I'm not sure what 4-16 you are thinking of, I assumed that the x was implied. I will make sure to write it down next time for your more discriminating eye.


----------



## agrotom

I have a cheap single shot .17HRM and I put a Simmons 3X9-40mm scope on it and its great out to 150 - 200 yards. Instant kills with a head shot every time. Very, very very accurate  It makes the .22 Mag look like pellet gun. :fiddle: It just doesn't get any better than this. :sniper:


----------



## sdeprie

I think I have one of those "cheap single shots." I too think it's great, but haven't swhot it nearly enough.
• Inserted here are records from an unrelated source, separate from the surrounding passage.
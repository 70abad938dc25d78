use rust_decimal::Decimal;
use schemars::JsonSchema;
use serde::{Deserialize, Serialize};
use thiserror::Error;

/// The closed set of Islamic financing contract variants.
///
/// The tag is fixed once a contract is created and selects both the term
/// shape and the strategy that understands it.
#[derive(
    Debug,
    Clone,
    Copy,
    PartialEq,
    Eq,
    PartialOrd,
    Ord,
    Hash,
    Serialize,
    Deserialize,
    JsonSchema,
    strum::Display,
    strum::EnumString,
    strum::EnumIter,
    strum::AsRefStr,
)]
#[serde(rename_all = "lowercase")]
#[strum(serialize_all = "lowercase", ascii_case_insensitive)]
pub enum ContractType {
    /// Cost-plus sale.
    Murabaha,
    /// Capital provider / entrepreneur partnership.
    Mudarabah,
    /// Joint-venture partnership.
    Musharakah,
    /// Lease.
    Ijarah,
    /// Forward purchase.
    Salam,
}

impl ContractType {
    pub fn display_name(&self) -> &'static str {
        match self {
            ContractType::Murabaha => "Murabaha (Cost-Plus Financing)",
            ContractType::Mudarabah => "Mudarabah (Profit-Sharing Partnership)",
            ContractType::Musharakah => "Musharakah (Joint Venture Partnership)",
            ContractType::Ijarah => "Ijarah (Leasing)",
            ContractType::Salam => "Salam (Forward Purchase)",
        }
    }

    /// Returns true for the variants that produce a payment schedule.
    pub fn is_payment_based(&self) -> bool {
        matches!(self, ContractType::Murabaha | ContractType::Ijarah)
    }

    /// Returns true for the variants that distribute profit and loss among partners.
    pub fn is_profit_sharing(&self) -> bool {
        matches!(self, ContractType::Mudarabah | ContractType::Musharakah)
    }
}

/// The semantic operation performed in a calculation step.
#[derive(Debug, Clone, Copy, PartialEq, Eq, Serialize, Deserialize, JsonSchema)]
#[serde(rename_all = "camelCase")]
pub enum Operation {
    Initial,
    Add,
    Subtract,
    Rate,
    Result,
    Info,
}

impl Operation {
    fn symbol(&self) -> &'static str {
        match self {
            Operation::Initial | Operation::Info => " ",
            Operation::Add => "+",
            Operation::Subtract => "-",
            Operation::Rate => "%",
            Operation::Result => "=",
        }
    }
}

/// A single step in a contract calculation.
///
/// Steps carry a stable `key` so that callers (reports, certificates) can
/// look up a specific figure without parsing descriptions.
#[derive(Debug, Clone, PartialEq, Serialize, Deserialize, JsonSchema)]
#[serde(rename_all = "camelCase")]
pub struct CalculationStep {
    pub key: String,
    pub description: String,
    pub amount: Option<Decimal>,
    pub operation: Operation,
}

impl CalculationStep {
    fn with(
        operation: Operation,
        key: impl Into<String>,
        description: impl Into<String>,
        amount: Option<Decimal>,
    ) -> Self {
        Self {
            key: key.into(),
            description: description.into(),
            amount,
            operation,
        }
    }

    pub fn initial(key: impl Into<String>, description: impl Into<String>, amount: Decimal) -> Self {
        Self::with(Operation::Initial, key, description, Some(amount))
    }

    pub fn add(key: impl Into<String>, description: impl Into<String>, amount: Decimal) -> Self {
        Self::with(Operation::Add, key, description, Some(amount))
    }

    pub fn subtract(key: impl Into<String>, description: impl Into<String>, amount: Decimal) -> Self {
        Self::with(Operation::Subtract, key, description, Some(amount))
    }

    pub fn rate(key: impl Into<String>, description: impl Into<String>, rate: Decimal) -> Self {
        Self::with(Operation::Rate, key, description, Some(rate))
    }

    pub fn result(key: impl Into<String>, description: impl Into<String>, amount: Decimal) -> Self {
        Self::with(Operation::Result, key, description, Some(amount))
    }

    pub fn info(key: impl Into<String>, description: impl Into<String>) -> Self {
        Self::with(Operation::Info, key, description, None)
    }
}

/// Variant-agnostic summary produced by every strategy.
#[derive(Debug, Clone, PartialEq, Serialize, Deserialize, JsonSchema)]
#[serde(rename_all = "camelCase")]
pub struct ContractMetrics {
    pub contract_type: ContractType,
    /// Headline amount of the contract (selling price, capital, asset value, advance).
    pub total_amount: Decimal,
    /// Expected or disclosed return over the contract term.
    pub total_return: Decimal,
    /// Effective rate on the 0-100 scale.
    pub effective_rate: Decimal,
    /// Duration in months.
    pub duration: u32,
    /// Step-by-step trace including variant-specific figures.
    pub calculation_trace: Vec<CalculationStep>,
}

impl ContractMetrics {
    /// Looks up the amount recorded under a trace key.
    pub fn step(&self, key: &str) -> Option<Decimal> {
        self.calculation_trace
            .iter()
            .find(|step| step.key == key)
            .and_then(|step| step.amount)
    }

    /// Generates a human-readable explanation of the metrics.
    pub fn explain(&self) -> String {
        use std::fmt::Write;
        let mut output = String::new();

        let _ = writeln!(output, "Metrics for {}:", self.contract_type.display_name());
        let _ = writeln!(output, "{:-<50}", "");

        let width = self
            .calculation_trace
            .iter()
            .map(|step| step.description.len())
            .max()
            .unwrap_or(20)
            .max(20);

        for step in &self.calculation_trace {
            match (step.operation, step.amount) {
                (Operation::Info, _) | (_, None) => {
                    let _ = writeln!(output, "  INFO: {}", step.description);
                }
                (op, Some(amount)) => {
                    let _ = writeln!(
                        output,
                        "  {:<width$} : {} {:>14.2}",
                        step.description,
                        op.symbol(),
                        amount,
                        width = width
                    );
                }
            }
        }

        let _ = writeln!(output, "{:-<50}", "");
        let _ = writeln!(
            output,
            "Total: {:.2} | Return: {:.2} | Rate: {:.2}% | {} months",
            self.total_amount, self.total_return, self.effective_rate, self.duration
        );
        output
    }
}

impl std::fmt::Display for ContractMetrics {
    fn fmt(&self, f: &mut std::fmt::Formatter<'_>) -> std::fmt::Result {
        write!(
            f,
            "{}: amount {:.2}, return {:.2} ({:.2}%) over {} months",
            self.contract_type, self.total_amount, self.total_return, self.effective_rate, self.duration
        )
    }
}

/// One installment or rental period.
#[derive(Debug, Clone, PartialEq, Eq, Serialize, Deserialize, JsonSchema)]
#[serde(rename_all = "camelCase")]
pub struct PaymentScheduleEntry {
    /// 1-based period number.
    pub period_index: u32,
    pub due_date: chrono::NaiveDate,
    pub principal: Decimal,
    pub profit: Decimal,
    /// principal + profit.
    pub total_payment: Decimal,
    /// Amount still owed after this payment.
    pub remaining_balance: Decimal,
}

/// Amounts due when a cost-plus sale is settled ahead of schedule.
#[derive(Debug, Clone, PartialEq, Eq, Serialize, Deserialize, JsonSchema)]
#[serde(rename_all = "camelCase")]
pub struct EarlySettlement {
    pub remaining_principal: Decimal,
    pub remaining_profit: Decimal,
    /// Rebate (ibra') on the remaining profit.
    pub discount: Decimal,
    pub settlement_amount: Decimal,
}

/// One party's share of a profit or loss figure.
#[derive(Debug, Clone, PartialEq, Eq, Serialize, Deserialize, JsonSchema)]
#[serde(rename_all = "camelCase")]
pub struct DistributionEntry {
    /// Role label (`investor`, `mudarib`, `party1`, `party2`).
    pub party: String,
    /// Identifier of the party in the originating record, if known.
    #[serde(skip_serializing_if = "Option::is_none")]
    pub party_id: Option<String>,
    pub amount: Decimal,
    pub percentage: Decimal,
    /// Capital left to the party after a loss has been absorbed.
    #[serde(skip_serializing_if = "Option::is_none")]
    pub capital_remaining: Option<Decimal>,
}

#[derive(Debug, Clone, PartialEq, Eq, Serialize, Deserialize, JsonSchema)]
#[serde(rename_all = "camelCase")]
pub struct ProfitDistribution {
    pub total_profit: Decimal,
    pub distribution: Vec<DistributionEntry>,
}

#[derive(Debug, Clone, PartialEq, Eq, Serialize, Deserialize, JsonSchema)]
#[serde(rename_all = "camelCase")]
pub struct LossAllocation {
    pub total_loss: Decimal,
    pub distribution: Vec<DistributionEntry>,
}

/// Outcome of validating a set of contract terms.
///
/// `errors` is empty iff `valid` is true. Warnings never affect validity.
#[derive(Debug, Clone, PartialEq, Eq, Default, Serialize, Deserialize, JsonSchema)]
#[serde(rename_all = "camelCase")]
pub struct ValidationResult {
    pub valid: bool,
    pub errors: Vec<String>,
    #[serde(default, skip_serializing_if = "Vec::is_empty")]
    pub warnings: Vec<String>,
}

impl ValidationResult {
    pub fn from_errors(errors: Vec<String>) -> Self {
        Self {
            valid: errors.is_empty(),
            errors,
            warnings: Vec::new(),
        }
    }

    pub fn invalid(error: impl Into<String>) -> Self {
        Self::from_errors(vec![error.into()])
    }

    pub fn with_warnings(mut self, warnings: Vec<String>) -> Self {
        self.warnings = warnings;
        self
    }
}

impl std::fmt::Display for ValidationResult {
    fn fmt(&self, f: &mut std::fmt::Formatter<'_>) -> std::fmt::Result {
        if self.valid {
            return write!(f, "VALID");
        }
        write!(f, "INVALID: {}", self.errors.join("; "))
    }
}

/// Errors raised by the engine.
///
/// Business-rule violations are never reported through this type; they are
/// collected in [`ValidationResult`]. These variants indicate misuse by the
/// caller or arithmetic that cannot be carried out.
#[derive(Debug, Clone, PartialEq, Eq, Error)]
pub enum ContractError {
    #[error("Invalid input: {field} - {reason}")]
    InvalidInput { field: String, reason: String },

    #[error("Missing required field: {0}")]
    MissingField(String),

    #[error("Terms mismatch: {expected} strategy received {found} terms")]
    TermsMismatch {
        expected: ContractType,
        found: ContractType,
    },

    #[error("{contract_type} contracts do not support {capability}")]
    UnsupportedCapability {
        contract_type: ContractType,
        capability: &'static str,
    },

    #[error("Unknown contract type: {0}")]
    UnknownContractType(String),

    #[error("Division by zero in {context}")]
    DivisionByZero { context: String },

    #[error("Arithmetic overflow: operation '{operation}' failed")]
    Overflow { operation: String },

    #[error("Configuration error: {0}")]
    Configuration(String),

    #[error("Serialization error: {0}")]
    Serialization(String),
}

impl ContractError {
    pub fn invalid_input(field: impl Into<String>, reason: impl Into<String>) -> Self {
        ContractError::InvalidInput {
            field: field.into(),
            reason: reason.into(),
        }
    }
}

impl From<serde_json::Error> for ContractError {
    fn from(e: serde_json::Error) -> Self {
        ContractError::Serialization(e.to_string())
    }
}

#[cfg(test)]
mod tests {
    use super::*;
    use rust_decimal_macros::dec;
    use std::str::FromStr;

    #[test]
    fn test_contract_type_parsing() {
        assert_eq!(ContractType::from_str("murabaha").unwrap(), ContractType::Murabaha);
        assert_eq!(ContractType::from_str("Musharakah").unwrap(), ContractType::Musharakah);
        assert!(ContractType::from_str("takaful").is_err());
        assert_eq!(ContractType::Ijarah.to_string(), "ijarah");
    }

    #[test]
    fn test_trace_serialization() {
        let step = CalculationStep::rate("apr", "Annualized Rate", dec!(15));
        let json = serde_json::to_string(&step).unwrap();
        assert!(json.contains(r#""operation":"rate""#));
        assert!(json.contains(r#""key":"apr""#));
    }

    #[test]
    fn test_validation_result_consistency() {
        assert!(ValidationResult::from_errors(vec![]).valid);
        let invalid = ValidationResult::invalid("boom");
        assert!(!invalid.valid);
        assert_eq!(invalid.to_string(), "INVALID: boom");
    }

    #[test]
    fn test_error_display() {
        let err = ContractError::TermsMismatch {
            expected: ContractType::Murabaha,
            found: ContractType::Salam,
        };
        assert_eq!(err.to_string(), "Terms mismatch: murabaha strategy received salam terms");
    }
}
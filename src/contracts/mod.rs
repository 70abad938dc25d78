//! Contract variants.
//!
//! Each module holds the variant's terms, its pure calculation functions,
//! and the strategy that exposes them through the capability traits.

pub mod ijarah;
pub mod mudarabah;
pub mod murabaha;
pub mod musharakah;
pub mod salam;

use rust_decimal::Decimal;

use crate::config::ContractConfig;
use crate::math::{annualized_rate, round_rate};
use crate::types::ContractError;

/// Realized return on `capital`, annualized over `duration` months (0-100 scale).
///
/// Shared by the partnership variants to compare realized performance with
/// the projected annual return.
pub fn annualized_roi(capital: Decimal, profit: Decimal, duration: u32) -> Result<Decimal, ContractError> {
    annualized_rate(profit, capital, duration, "annualized ROI").map(round_rate)
}

/// Records an error unless the two shares sum to 100% within tolerance.
pub(crate) fn check_share_sum(
    errors: &mut Vec<String>,
    label: &str,
    first: Decimal,
    second: Decimal,
    config: &ContractConfig,
) {
    match first.checked_add(second) {
        Some(sum) if config.within_tolerance(sum, Decimal::ONE_HUNDRED) => {}
        Some(_) => errors.push(format!("{} shares must sum to 100%", label)),
        None => errors.push(format!("{} shares are out of range and cannot sum to 100%", label)),
    }
}
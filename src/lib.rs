//! # aqd
//!
//! Calculation engine for Islamic financing contracts: Murabaha, Mudarabah,
//! Musharakah, Ijarah and Salam.
//!
//! Terms are validated against their Shariah and business rules, and the
//! engine derives metrics, payment schedules and profit/loss allocations as
//! pure functions of those terms.
//!
//! ```rust
//! use aqd::prelude::*;
//! use rust_decimal_macros::dec;
//!
//! let terms: ContractTerms = MurabahaTerms::new(dec!(1000000), dec!(150000))
//!     .duration(12)
//!     .installments(12)
//!     .into();
//!
//! let factory = ContractStrategyFactory::global();
//! assert!(factory.validate_terms(&terms).valid);
//! ```

pub mod config;
pub mod contracts;
pub mod factory;
pub mod inputs;
pub mod macros;
pub mod math;
pub mod prelude;
pub mod terms;
pub mod traits;
pub mod types;

pub use config::ContractConfig;
pub use factory::ContractStrategyFactory;
pub use terms::ContractTerms;
pub use traits::{ContractStrategy, PaymentBasedContract, ProfitSharingContract};
pub use types::{ContractError, ContractMetrics, ContractType, ValidationResult};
I had a nice 4-12X scope, but replaced with that new sweet 17. (I think it's made by Burris, but not sure.) Sight in at 100 yds, and it has ballistic adjustment out to 300 yds, way farther than I think I would shoot it. I hope ammunition prices come down some more so I can wear that thing out. :lol:


----------



## gunattic

I have to say, I picked up a bolt 17HMR and am I impressed. So accurate! put on a 8.5X25x50 scope and reached out and touched a rabbit.. I was thinking about 200 yds but the fellow that witnessed it said some less than that... maybe 170. I should gps it. I held for his judgement.. 1/2 height of the rabbit high and saw fur fly when I pulled the trigger. must have been hit low as it made it a few yards before it dropped. (I think it was closer to my yardage guesstimate) This gun has just become my favorite 200 yard rabbit getter. Marlin stainless bull, laminate - mueller scope. Those scopes are great for the money. I'll be looking into getting another one next time around. I've even found an after market adjustable trigger for the gun.. the one thing that needs fixen.


----------



## nick

I have a Marlin .17 also, the trigger is easy to lighten up.
Take the bolt out of the action, Take the action out of the stock.
Remove the e-clip on the trigger pivot pin and take out pin.
The trigger and a spring about 1/2" long will come out.
Go down to the local hardware store, Ace Hardware is where
I went, and get a spring made from .023 dia wire.
The factory spring is made from .032 dia wire.
Cut the new spring to length and re-assemble your rifle.
You will get a much lighter pull for about 65 cents.
If you want to spend more, I have heard that there are
aftermarket triggers for this rifle.


----------



## gunattic

as I haven't ordered a trigger for the gun yet.. maybe I give the spring a go over the next few days. thanks for the info.


----------



## mr.trooper

It shouldnt mater that much what ammo you shoot. the difference betweene brands in just the difference betweene batches of ammo. all 17 HMR ammo is made at the same factory on the same equipment, and then shped off the remington/CCI/hornady for them to put there labels on it.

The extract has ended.